I was in the UK all week. I was based in the south of England for most of the week, but spent a couple of days in the (relatively) far north. If you ever get chance to visit the north east of England, please go. The scenery is breath-taking and everybody you meet is as friendly and hospitable as they are inspiring and passionate. Passionate about what they do, how they do it, and who they do it with. It was a tiring week – at times both difficult and emotional – but I was very pleased to be there, and very grateful to everyone involved in me being there.
Last week was also unseasonably mild, and was even bright and sunny at times. It was still December of course, so there was little chance of me getting too warm. But I couldn’t resist sneaking outside occasionally to increase my winter Vitamin D levels.
On Thursday we also had chance to celebrate our annual people awards. We heard (and cheered and clapped) wonderful stories about individuals and individual contribution…about teams and teamwork; stories of great science, colleagues and projects as well as great impact, influence and delivery.
As I sat and listened and smiled, I found myself thinking how much harder we find it to measure success on culture than to measure success on our portfolio or in our business. But so much of what I saw and heard, felt and experienced this week was based on culture…great culture. This makes sense – without great culture we will never succeed.
Part of our problem of course, is that culture is hard enough to define or describe let alone assess or improve…especially for scientists who love to measure and analyse everything. In truth though, we all know a great culture when we are part of it. And we similarly recognise a negative culture when we experience it. And therefore – in effect – we all realise that we are the culture.
Changing culture is like changing anything else – we need motivation to change. Ronald Reagan (yes really) captured this very well with his much used (by me at least) quote – a quote that always helps me a great deal:
‘…for us to change we either need to feel the heat or see the light…’

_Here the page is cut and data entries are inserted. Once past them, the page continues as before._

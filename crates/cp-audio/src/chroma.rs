//! Short-time Fourier chroma.
//!
//! Each FFT bin spreads its energy over neighbouring pitch classes with a
//! Gaussian whose width follows the bin spacing, weighted by a broad
//! octave-domain Gaussian centred on octave 5. Bin 0 is C.

/// Centre of the octave weighting (C5 region).
const CENTER_OCTAVE: f64 = 5.0;
/// Width of the octave weighting, in octaves.
const OCTAVE_WIDTH: f64 = 2.0;
/// A4 / 16, the reference for octave numbering (tuning fixed at 0 cents).
const A0_REF_HZ: f64 = 440.0 / 16.0;

/// Pitch-class filterbank over the bins of one FFT frame.
///
/// # Example
/// ```
/// use cp_audio::chroma::ChromaFilterbank;
/// let bank = ChromaFilterbank::new(22050, 2048, 12);
/// let chroma = bank.apply(&vec![0.0; 1025]);
/// assert_eq!(chroma, vec![0.0; 12]);
/// ```
pub struct ChromaFilterbank {
    /// `[n_chroma][n_bins]`.
    weights: Vec<Vec<f32>>,
}

impl ChromaFilterbank {
    /// Build the filterbank.
    #[must_use]
    pub fn new(sample_rate: u32, n_fft: usize, n_chroma: usize) -> Self {
        let n_bins = n_fft / 2 + 1;
        let nc = n_chroma as f64;
        let sr = f64::from(sample_rate);

        // fractional chroma position of every bin, bin 0 pushed 1.5 octaves below bin 1
        let mut frq = vec![0.0f64; n_bins + 1];
        for (k, slot) in frq.iter_mut().enumerate().skip(1) {
            let hz = k as f64 * sr / n_fft as f64;
            *slot = nc * (hz / A0_REF_HZ).log2();
        }
        frq[0] = frq[1] - 1.5 * nc;

        let widths: Vec<f64> = (0..n_bins).map(|k| (frq[k + 1] - frq[k]).max(1.0)).collect();

        let half = (nc / 2.0).round();
        let mut weights = vec![vec![0.0f64; n_bins]; n_chroma];
        for k in 0..n_bins {
            for (c, row) in weights.iter_mut().enumerate() {
                let d = (frq[k] - c as f64 + half + 10.0 * nc).rem_euclid(nc) - half;
                row[k] = (-0.5 * (2.0 * d / widths[k]).powi(2)).exp();
            }
            let norm = weights.iter().map(|row| row[k] * row[k]).sum::<f64>().sqrt();
            let octave = (-0.5 * ((frq[k] / nc - CENTER_OCTAVE) / OCTAVE_WIDTH).powi(2)).exp();
            for row in &mut weights {
                if norm > f64::MIN_POSITIVE {
                    row[k] /= norm;
                }
                row[k] *= octave;
            }
        }

        // the reference above is A; rotate so that row 0 is C
        weights.rotate_left(3 * (n_chroma / 12));

        Self {
            weights: weights
                .into_iter()
                .map(|row| row.into_iter().map(|w| w as f32).collect())
                .collect(),
        }
    }

    /// Chroma vector of one power spectrum, scaled so its largest bin is 1.
    /// Frames without energy stay at zero.
    #[must_use]
    pub fn apply(&self, power: &[f32]) -> Vec<f32> {
        let mut chroma: Vec<f32> = self
            .weights
            .iter()
            .map(|row| row.iter().zip(power).map(|(w, p)| w * p).sum())
            .collect();
        let max = chroma.iter().fold(0.0f32, |m, v| m.max(v.abs()));
        if max > f32::MIN_POSITIVE {
            for v in &mut chroma {
                *v /= max;
            }
        }
        chroma
    }

    /// Number of pitch classes.
    #[must_use]
    pub fn n_chroma(&self) -> usize {
        self.weights.len()
    }
}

‘Feel the heat’ is arguably the most common approach to drive change. It’s the metaphorical ‘big stick’ or ‘veiled threat’…“we have to change or we will go out of business”. “We have to improve or we won’t win any more work”. “This project will stop unless we achieve our key milestone in 2015.”
‘See the light’ is a very different style of leadership but tends to be a less common approach to encourage change. In most cases though, ‘see the light’ is more successful, longer lasting and more empowering…but it is undoubtedly harder to achieve. ‘See the light’ is the ‘carrot’ vs. the ‘stick’…‘compelling vision’ vs. ‘implied threat’. “If we meet our goals this year additional investment will come.” “Finishing our project in 2015 will allow us to support many more successful clinical trial starts next year.” “This work will provide so much opportunity for us to grow and develop.”
‘Turn up the heat’ is used to create a sense of urgency – and increased urgency is indeed a change in culture. Urgency is pressing. Important. Full of pressure. Critical.
‘Show the light’ will create a sense of eagerness. And increased eagerness is also a change in culture. Eagerness is compelling. Exciting. Full of desire. Anticipation.
It was warm and sunny this week. I was pleased I avoided the heat…but delighted I was exposed to the light.